Throughout the entries below, report every line where "itself" is found.

━━━━━ DATA FOR THIS TASK

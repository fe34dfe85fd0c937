//! Benchmark inputs for the strand sequence container.
//!
//! Provides deterministic workloads so runs are comparable across commits:
//!
//! - [`filled`]: a sequence of `len` pseudo-random values
//! - [`positions`]: pseudo-random insert/erase positions for a growing or
//!   shrinking sequence

#![forbid(unsafe_code)]
#![deny(rustdoc::broken_intra_doc_links)]

use rand_chacha::rand_core::{RngCore, SeedableRng};
use rand_chacha::ChaCha8Rng;
use strand::Sequence;

/// Build a sequence of `len` values drawn from a seeded RNG.
pub fn filled(len: usize, seed: u64) -> Sequence<u64> {
    let mut rng = ChaCha8Rng::seed_from_u64(seed);
    (0..len).map(|_| rng.next_u64()).collect()
}

/// `count` positions, the i-th valid for a sequence of `start_len + i`
/// elements when `growing`, or `start_len - i` elements otherwise.
///
/// Insertion positions range over `0..=len`; erase positions over `0..len`.
///
/// # Panics
///
/// Panics if a shrinking run asks for more positions than `start_len`.
pub fn positions(start_len: usize, count: usize, growing: bool, seed: u64) -> Vec<usize> {
    assert!(
        growing || count <= start_len,
        "cannot erase {count} positions from {start_len} elements"
    );
    let mut rng = ChaCha8Rng::seed_from_u64(seed);
    (0..count)
        .map(|i| {
            let bound = if growing {
                start_len + i + 1
            } else {
                start_len - i
            };
            (rng.next_u64() % bound as u64) as usize
        })
        .collect()
}
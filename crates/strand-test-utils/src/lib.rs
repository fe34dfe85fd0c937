//! Test utilities and instrumented element types for strand development.
//!
//! Provides element types that make ownership bugs observable
//! ([`Tracked`], [`Fragile`]) and proptest strategies over container
//! operations ([`ops`]) for model-based testing against `Vec`.

#![forbid(unsafe_code)]
#![allow(missing_docs)]
#![deny(rustdoc::broken_intra_doc_links)]

pub mod elements;
pub mod ops;

pub use elements::{Fragile, Tracked};
pub use ops::{arb_op, arb_ops, Op};
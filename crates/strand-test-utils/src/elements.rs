//! Instrumented element types.
//!
//! Counters and budgets are thread-local. libtest runs each test on its own
//! thread, so tests never observe each other's instances.

use std::cell::Cell;
use std::thread::LocalKey;

thread_local! {
    static LIVE: Cell<usize> = const { Cell::new(0) };
    static CLONES_LEFT: Cell<Option<usize>> = const { Cell::new(None) };
    static DEFAULTS_LEFT: Cell<Option<usize>> = const { Cell::new(None) };
}

/// Element that counts how many instances are alive on the current thread.
///
/// Every construction path (`new`, `Default`, `Clone`) increments the
/// counter and `Drop` decrements it, so a container that leaks or
/// double-drops shows up as a mismatch in [`Tracked::live`].
#[derive(Debug, PartialEq, Eq, PartialOrd, Ord, Hash)]
pub struct Tracked {
    value: i64,
}

impl Tracked {
    pub fn new(value: i64) -> Self {
        LIVE.with(|live| live.set(live.get() + 1));
        Self { value }
    }

    pub fn value(&self) -> i64 {
        self.value
    }

    /// Instances currently alive on this thread.
    pub fn live() -> usize {
        LIVE.with(Cell::get)
    }
}

impl Default for Tracked {
    fn default() -> Self {
        Self::new(0)
    }
}

impl Clone for Tracked {
    fn clone(&self) -> Self {
        Self::new(self.value)
    }
}

impl Drop for Tracked {
    fn drop(&mut self) {
        LIVE.with(|live| live.set(live.get() - 1));
    }
}

/// Element whose `Clone` and `Default` panic once an armed budget runs out.
///
/// Unarmed, it behaves like a plain wrapper around an `i32`.
#[derive(Debug, PartialEq, Eq, PartialOrd, Ord, Hash)]
pub struct Fragile(pub i32);

impl Fragile {
    pub fn new(value: i32) -> Self {
        Self(value)
    }

    /// Allow `n` more clones on this thread; the next one panics.
    pub fn arm_clone(n: usize) {
        CLONES_LEFT.with(|left| left.set(Some(n)));
    }

    /// Allow `n` more default constructions on this thread; the next one
    /// panics.
    pub fn arm_default(n: usize) {
        DEFAULTS_LEFT.with(|left| left.set(Some(n)));
    }

    /// Remove both budgets.
    pub fn disarm() {
        CLONES_LEFT.with(|left| left.set(None));
        DEFAULTS_LEFT.with(|left| left.set(None));
    }
}

/// Spend one unit of `budget`, panicking when it is already exhausted.
///
/// The budget is cleared before panicking so unwinding code that clones or
/// defaults again does not trigger a second panic.
fn spend(budget: &'static LocalKey<Cell<Option<usize>>>, what: &str) {
    let exhausted = budget.with(|left| match left.get() {
        Some(0) => {
            left.set(None);
            true
        }
        Some(n) => {
            left.set(Some(n - 1));
            false
        }
        None => false,
    });
    if exhausted {
        panic!("Fragile: {what} budget exhausted");
    }
}

impl Default for Fragile {
    fn default() -> Self {
        spend(&DEFAULTS_LEFT, "default");
        Self(0)
    }
}

impl Clone for Fragile {
    fn clone(&self) -> Self {
        spend(&CLONES_LEFT, "clone");
        Self(self.0)
    }
}
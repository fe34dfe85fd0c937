//! The growable contiguous sequence.
//!
//! A [`Sequence`] pairs an [`OwnedBuffer`] with a logical length. Slots
//! `[0, len)` are live; slots `[len, capacity)` hold default or stale values
//! that are never handed out. Capacity only changes when a mutator needs
//! more room, at which point a complete replacement buffer is built first
//! and the live prefix is swapped across. A panic from `T::default` or
//! `T::clone` during that build therefore leaves the sequence untouched.

use std::fmt;
use std::ops::{Index, IndexMut};

use crate::buffer::{allocate, OwnedBuffer};
use crate::error::{or_panic, SequenceError};
use crate::growth::next_capacity;
use crate::reserve::ReserveMarker;

/// A growable, contiguous, heap-allocated sequence of `T`.
///
/// Growth follows [`next_capacity`]: appending to a full sequence of
/// capacity `c` reallocates to `max(2c, len + 1)`. Capacity never shrinks.
///
/// ```
/// use strand::{seq, Sequence};
///
/// let mut s: Sequence<i32> = seq![1, 2, 4];
/// let pos = s.insert(2, 3);
/// assert_eq!(s[pos], 3);
/// assert_eq!(s, [1, 2, 3, 4]);
/// ```
pub struct Sequence<T> {
    /// Number of live elements. Always `<= items.len()`.
    size: usize,
    /// Backing storage. Its length is the capacity.
    items: OwnedBuffer<T>,
}

impl<T> Sequence<T> {
    /// An empty sequence with no allocation.
    pub const fn new() -> Self {
        Self {
            size: 0,
            items: OwnedBuffer::null(),
        }
    }

    /// Wrap fully-built storage; every element becomes live.
    pub(crate) fn from_storage(items: Vec<T>) -> Self {
        Self {
            size: items.len(),
            items: OwnedBuffer::adopt(items.into_boxed_slice()),
        }
    }

    /// Number of live elements.
    pub fn len(&self) -> usize {
        self.size
    }

    /// Number of slots in the backing buffer.
    pub fn capacity(&self) -> usize {
        self.items.len()
    }

    /// Whether there are no live elements.
    pub fn is_empty(&self) -> bool {
        self.size == 0
    }

    /// Checked access to the element at `index`.
    pub fn at(&self, index: usize) -> Result<&T, SequenceError> {
        self.get(index).ok_or(SequenceError::OutOfRange {
            index,
            len: self.size,
        })
    }

    /// Checked mutable access to the element at `index`.
    pub fn at_mut(&mut self, index: usize) -> Result<&mut T, SequenceError> {
        let len = self.size;
        self.get_mut(index)
            .ok_or(SequenceError::OutOfRange { index, len })
    }

    /// The element at `index`, or `None` past the live range.
    pub fn get(&self, index: usize) -> Option<&T> {
        self.as_slice().get(index)
    }

    /// The element at `index` mutably, or `None` past the live range.
    pub fn get_mut(&mut self, index: usize) -> Option<&mut T> {
        self.as_mut_slice().get_mut(index)
    }

    /// The first live element.
    pub fn first(&self) -> Option<&T> {
        self.as_slice().first()
    }

    /// The last live element.
    pub fn last(&self) -> Option<&T> {
        self.as_slice().last()
    }

    /// The live elements.
    pub fn as_slice(&self) -> &[T] {
        &self.items.as_slice()[..self.size]
    }

    /// The live elements, mutably.
    pub fn as_mut_slice(&mut self) -> &mut [T] {
        &mut self.items.as_mut_slice()[..self.size]
    }

    /// Iterate over the live elements.
    pub fn iter(&self) -> std::slice::Iter<'_, T> {
        self.as_slice().iter()
    }

    /// Iterate mutably over the live elements.
    pub fn iter_mut(&mut self) -> std::slice::IterMut<'_, T> {
        self.as_mut_slice().iter_mut()
    }

    /// Raw pointer to the first slot (null when nothing is allocated).
    ///
    /// `end() - begin() == len()`, measured in units of `size_of::<T>()`;
    /// for zero-sized `T` the span is degenerate and both pointers coincide.
    /// Any mutator that reallocates invalidates the pointer; dereferencing
    /// it is the caller's responsibility.
    pub fn begin(&mut self) -> *mut T {
        self.items.get_mut()
    }

    /// Raw pointer one past the last live element.
    pub fn end(&mut self) -> *mut T {
        let size = self.size;
        self.begin().wrapping_add(size)
    }

    /// Read-only counterpart of [`begin`](Self::begin).
    pub fn cbegin(&self) -> *const T {
        self.items.get()
    }

    /// Read-only counterpart of [`end`](Self::end).
    pub fn cend(&self) -> *const T {
        self.cbegin().wrapping_add(self.size)
    }

    /// Drop the logical length to zero. Capacity and buffer are untouched.
    pub fn clear(&mut self) {
        self.size = 0;
    }

    /// Drop the last live element from the logical range.
    ///
    /// The physical value stays in its slot until overwritten or the buffer
    /// is dropped. Must not be called on an empty sequence; debug builds
    /// assert this and release builds leave an empty sequence unchanged.
    pub fn pop_back(&mut self) {
        debug_assert!(!self.is_empty(), "pop_back on empty sequence");
        self.size = self.size.saturating_sub(1);
    }

    /// Exchange contents with `other`. Never allocates.
    pub fn swap(&mut self, other: &mut Self) {
        self.items.swap(&mut other.items);
        std::mem::swap(&mut self.size, &mut other.size);
    }

    /// Move the contents out, leaving `self` empty with no allocation.
    pub fn take(&mut self) -> Self {
        std::mem::take(self)
    }
}

impl<T: Default> Sequence<T> {
    /// `len` default-constructed elements; capacity equals `len`.
    #[track_caller]
    pub fn with_len(len: usize) -> Self {
        or_panic(Self::try_with_len(len))
    }

    /// Fallible [`with_len`](Self::with_len).
    pub fn try_with_len(len: usize) -> Result<Self, SequenceError> {
        Ok(Self {
            size: len,
            items: OwnedBuffer::try_new(len)?,
        })
    }

    /// An empty sequence with exactly `marker.capacity()` slots.
    #[track_caller]
    pub fn with_reservation(marker: ReserveMarker) -> Self {
        or_panic(Self::try_with_reservation(marker))
    }

    /// Fallible [`with_reservation`](Self::with_reservation).
    pub fn try_with_reservation(marker: ReserveMarker) -> Result<Self, SequenceError> {
        let mut seq = Self::new();
        seq.try_reserve(marker.capacity())?;
        Ok(seq)
    }

    /// Grow capacity to exactly `new_capacity` if it is larger than the
    /// current one. Length and live elements are unchanged.
    #[track_caller]
    pub fn reserve(&mut self, new_capacity: usize) {
        or_panic(self.try_reserve(new_capacity))
    }

    /// Fallible [`reserve`](Self::reserve).
    pub fn try_reserve(&mut self, new_capacity: usize) -> Result<(), SequenceError> {
        if new_capacity <= self.capacity() {
            return Ok(());
        }
        self.reallocate(new_capacity)
    }

    /// Set the length to `new_size`.
    ///
    /// Shrinking only moves the logical end. Growing fills the new slots
    /// with `T::default()`, reallocating to
    /// `max(2 * capacity, new_size)` when the buffer is too small.
    #[track_caller]
    pub fn resize(&mut self, new_size: usize) {
        or_panic(self.try_resize(new_size))
    }

    /// Fallible [`resize`](Self::resize).
    pub fn try_resize(&mut self, new_size: usize) -> Result<(), SequenceError> {
        if new_size <= self.size {
            self.size = new_size;
            return Ok(());
        }
        if new_size <= self.capacity() {
            // Dead slots may hold stale values; reset them before they go live.
            for slot in &mut self.items.as_mut_slice()[self.size..new_size] {
                *slot = T::default();
            }
        } else {
            // A fresh buffer is default-filled past the live prefix already.
            self.grow_to_hold(new_size)?;
        }
        self.size = new_size;
        Ok(())
    }

    /// Append `value`, growing by the canonical policy when full.
    #[track_caller]
    pub fn push_back(&mut self, value: T) {
        or_panic(self.try_push_back(value))
    }

    /// Fallible [`push_back`](Self::push_back). On error `value` is dropped
    /// and the sequence is unchanged.
    pub fn try_push_back(&mut self, value: T) -> Result<(), SequenceError> {
        if self.size == self.capacity() {
            let required = self
                .size
                .checked_add(1)
                .ok_or(SequenceError::CapacityOverflow {
                    requested: usize::MAX,
                })?;
            self.grow_to_hold(required)?;
        }
        self.items[self.size] = value;
        self.size += 1;
        Ok(())
    }

    /// Insert `value` at position `pos`, shifting `[pos, len)` one slot to
    /// the right. Returns the position of the inserted element.
    ///
    /// # Panics
    ///
    /// Panics if `pos > len()`, or if growth fails.
    #[track_caller]
    pub fn insert(&mut self, pos: usize, value: T) -> usize {
        or_panic(self.try_insert(pos, value))
    }

    /// Fallible [`insert`](Self::insert). Still panics on `pos > len()`.
    #[track_caller]
    pub fn try_insert(&mut self, pos: usize, value: T) -> Result<usize, SequenceError> {
        assert!(
            pos <= self.size,
            "insertion position (is {pos}) should be <= len (is {})",
            self.size
        );
        self.try_push_back(value)?;
        self.as_mut_slice()[pos..].rotate_right(1);
        Ok(pos)
    }

    /// Remove the element at `pos`, shifting `[pos + 1, len)` one slot to
    /// the left. Returns `pos`, which now holds the following element (or
    /// equals the new `len()` if the last element was erased).
    ///
    /// # Panics
    ///
    /// Panics if `pos >= len()`.
    #[track_caller]
    pub fn erase(&mut self, pos: usize) -> usize {
        drop(self.remove(pos));
        pos
    }

    /// Remove and return the element at `pos`, shifting the tail left.
    ///
    /// # Panics
    ///
    /// Panics if `pos >= len()`.
    #[track_caller]
    pub fn remove(&mut self, pos: usize) -> T {
        assert!(
            pos < self.size,
            "removal position (is {pos}) should be < len (is {})",
            self.size
        );
        self.as_mut_slice()[pos..].rotate_left(1);
        self.size -= 1;
        std::mem::take(&mut self.items[self.size])
    }

    /// Remove and return the last live element.
    pub fn pop(&mut self) -> Option<T> {
        self.size = self.size.checked_sub(1)?;
        Some(std::mem::take(&mut self.items[self.size]))
    }

    fn grow_to_hold(&mut self, required: usize) -> Result<(), SequenceError> {
        self.reallocate(next_capacity(self.capacity(), required))
    }

    /// Replace the buffer with a default-filled one of `new_capacity` slots
    /// and swap the live prefix across.
    fn reallocate(&mut self, new_capacity: usize) -> Result<(), SequenceError> {
        let mut fresh = OwnedBuffer::try_new(new_capacity).inspect_err(|err| {
            tracing::debug!(requested = new_capacity, error = %err, "sequence allocation failed");
        })?;
        let live = self.size;
        fresh.as_mut_slice()[..live].swap_with_slice(&mut self.items.as_mut_slice()[..live]);
        tracing::trace!(
            element = std::any::type_name::<T>(),
            len = live,
            from = self.capacity(),
            to = new_capacity,
            "reallocated sequence buffer"
        );
        self.items = fresh;
        Ok(())
    }
}

impl<T: Clone> Sequence<T> {
    /// `len` clones of `value`; capacity equals `len`.
    #[track_caller]
    pub fn from_elem(len: usize, value: &T) -> Self {
        or_panic(Self::try_from_elem(len, value))
    }

    /// Fallible [`from_elem`](Self::from_elem).
    pub fn try_from_elem(len: usize, value: &T) -> Result<Self, SequenceError> {
        let mut items = allocate(len)?;
        items.resize(len, value.clone());
        Ok(Self::from_storage(items))
    }

    /// Clones of `values` in order; capacity equals `values.len()`.
    #[track_caller]
    pub fn from_slice(values: &[T]) -> Self {
        or_panic(Self::try_from_slice(values))
    }

    /// Fallible [`from_slice`](Self::from_slice).
    pub fn try_from_slice(values: &[T]) -> Result<Self, SequenceError> {
        let mut items = allocate(values.len())?;
        items.extend_from_slice(values);
        Ok(Self::from_storage(items))
    }
}

impl<T: Clone + Default> Sequence<T> {
    /// Append a clone of `value`. `value` itself is never moved from.
    #[track_caller]
    pub fn push_back_cloned(&mut self, value: &T) {
        self.push_back(value.clone());
    }

    /// Insert a clone of `value` at `pos`. `value` itself is never moved
    /// from, including when `pos == len()`.
    #[track_caller]
    pub fn insert_cloned(&mut self, pos: usize, value: &T) -> usize {
        self.insert(pos, value.clone())
    }
}

impl<T> Default for Sequence<T> {
    fn default() -> Self {
        Self::new()
    }
}

impl<T: Clone> Clone for Sequence<T> {
    /// Deep copy of the live elements; the copy's capacity equals its length.
    fn clone(&self) -> Self {
        Self::from_slice(self.as_slice())
    }
}

impl<T: fmt::Debug> fmt::Debug for Sequence<T> {
    fn fmt(&self, f: &mut fmt::Formatter<'_>) -> fmt::Result {
        f.debug_list().entries(self.iter()).finish()
    }
}

impl<T> Index<usize> for Sequence<T> {
    type Output = T;

    fn index(&self, index: usize) -> &T {
        debug_assert!(index < self.size, "index {index} past len {}", self.size);
        &self.as_slice()[index]
    }
}

impl<T> IndexMut<usize> for Sequence<T> {
    fn index_mut(&mut self, index: usize) -> &mut T {
        debug_assert!(index < self.size, "index {index} past len {}", self.size);
        &mut self.as_mut_slice()[index]
    }
}

impl<T> AsRef<[T]> for Sequence<T> {
    fn as_ref(&self) -> &[T] {
        self.as_slice()
    }
}

impl<T> AsMut<[T]> for Sequence<T> {
    fn as_mut(&mut self) -> &mut [T] {
        self.as_mut_slice()
    }
}

impl<T> From<Vec<T>> for Sequence<T> {
    fn from(items: Vec<T>) -> Self {
        Self::from_storage(items)
    }
}

impl<T, const N: usize> From<[T; N]> for Sequence<T> {
    fn from(items: [T; N]) -> Self {
        Self::from_storage(Vec::from(items))
    }
}

impl<T: Clone> From<&[T]> for Sequence<T> {
    fn from(values: &[T]) -> Self {
        Self::from_slice(values)
    }
}

impl<T: Default> From<ReserveMarker> for Sequence<T> {
    fn from(marker: ReserveMarker) -> Self {
        Self::with_reservation(marker)
    }
}

impl<T> From<Sequence<T>> for Vec<T> {
    /// The live elements; dead slots are dropped.
    fn from(mut seq: Sequence<T>) -> Self {
        let size = seq.size;
        let mut items = seq.items.release().map(Vec::from).unwrap_or_default();
        items.truncate(size);
        items
    }
}
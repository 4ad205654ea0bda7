//! Pagination options shared by list endpoints.

use schemars::JsonSchema;
use serde::{Deserialize, Serialize};

use crate::enums::{SortOrder, TaskSortKey};

pub const DEFAULT_PAGE: u32 = 1;
pub const DEFAULT_LIMIT: u32 = 50;

/// Page window and ordering. Page numbers are 1-based.
#[derive(Debug, Clone, Copy, Serialize, Deserialize, JsonSchema, PartialEq, Eq)]
#[serde(rename_all = "camelCase")]
pub struct Pagination {
    pub page: u32,
    pub limit: u32,
    pub sort_by: TaskSortKey,
    pub sort_order: SortOrder,
}

impl Default for Pagination {
    fn default() -> Self {
        Self {
            page: DEFAULT_PAGE,
            limit: DEFAULT_LIMIT,
            sort_by: TaskSortKey::CreatedAt,
            sort_order: SortOrder::Desc,
        }
    }
}

impl Pagination {
    /// Build from optional raw values, clamping `page >= 1` and
    /// `1 <= limit <= max_limit`.
    #[must_use]
    pub fn from_parts(
        page: Option<u32>,
        limit: Option<u32>,
        sort_by: Option<TaskSortKey>,
        sort_order: Option<SortOrder>,
        default_limit: u32,
        max_limit: u32,
    ) -> Self {
        let max_limit = max_limit.max(1);
        Self {
            page: page.unwrap_or(DEFAULT_PAGE).max(1),
            limit: limit.unwrap_or(default_limit).clamp(1, max_limit),
            sort_by: sort_by.unwrap_or_default(),
            sort_order: sort_order.unwrap_or_default(),
        }
    }

    /// Number of rows to skip before this page.
    #[must_use]
    pub const fn skip(&self) -> u64 {
        (self.page.saturating_sub(1) as u64) * self.limit as u64
    }
}
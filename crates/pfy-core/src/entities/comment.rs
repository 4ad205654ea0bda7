use chrono::{DateTime, Utc};
use schemars::JsonSchema;
use serde::{Deserialize, Serialize};

/// A comment on a task. `parent_id = None` marks a top-level comment.
#[derive(Debug, Clone, Serialize, Deserialize, JsonSchema, PartialEq, Eq)]
#[serde(rename_all = "camelCase")]
pub struct TaskComment {
    pub id: String,
    pub task_id: String,
    pub author_id: String,
    pub comment: String,
    pub is_edited: bool,
    pub parent_id: Option<String>,
    /// Ids of direct replies, newest first.
    pub replies: Vec<String>,
    pub last_edited_at: Option<DateTime<Utc>>,
    pub created_at: DateTime<Utc>,
    pub updated_at: DateTime<Utc>,
}
use chrono::{DateTime, Utc};
use schemars::JsonSchema;
use serde::{Deserialize, Serialize};

/// A team of users. Assigning a task to a group means "notify all members".
#[derive(Debug, Clone, Serialize, Deserialize, JsonSchema, PartialEq, Eq)]
#[serde(rename_all = "camelCase")]
pub struct Group {
    pub id: String,
    pub title: String,
    pub description: Option<String>,
    pub image: Option<String>,
    pub creator_id: String,
    /// Member user ids in insertion order, without duplicates.
    pub members: Vec<String>,
    pub status: bool,
    pub created_at: DateTime<Utc>,
    pub updated_at: DateTime<Utc>,
}

impl Group {
    #[must_use]
    pub fn has_member(&self, user_id: &str) -> bool {
        self.members.iter().any(|m| m == user_id)
    }
}
use axum::Router;
use axum::extract::State;
use axum::response::IntoResponse;
use axum::routing::get;
use pfy_core::enums::UserRole;

use crate::auth::CurrentUser;
use crate::envelope::ok;
use crate::error::ApiResult;
use crate::state::AppState;

pub fn router() -> Router<AppState> {
    Router::new().route("/me", get(me))
}

/// Profile lookup is limited to staff accounts.
const PROFILE_ROLES: &[UserRole] = &[UserRole::SuperAdmin, UserRole::Admin];

async fn me(State(state): State<AppState>, user: CurrentUser) -> ApiResult<impl IntoResponse> {
    user.require(PROFILE_ROLES)?;
    let summary = state.service.user_summary(user.id()).await?;
    Ok(ok("User retrieved successfully", summary))
}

━━━━━━━━━━

**RESULT OF THIS TASK**.
    /// Append a clone of `value`. `value` itself is never moved from.
    /// Insert a clone of `value` at `pos`. `value` itself is never moved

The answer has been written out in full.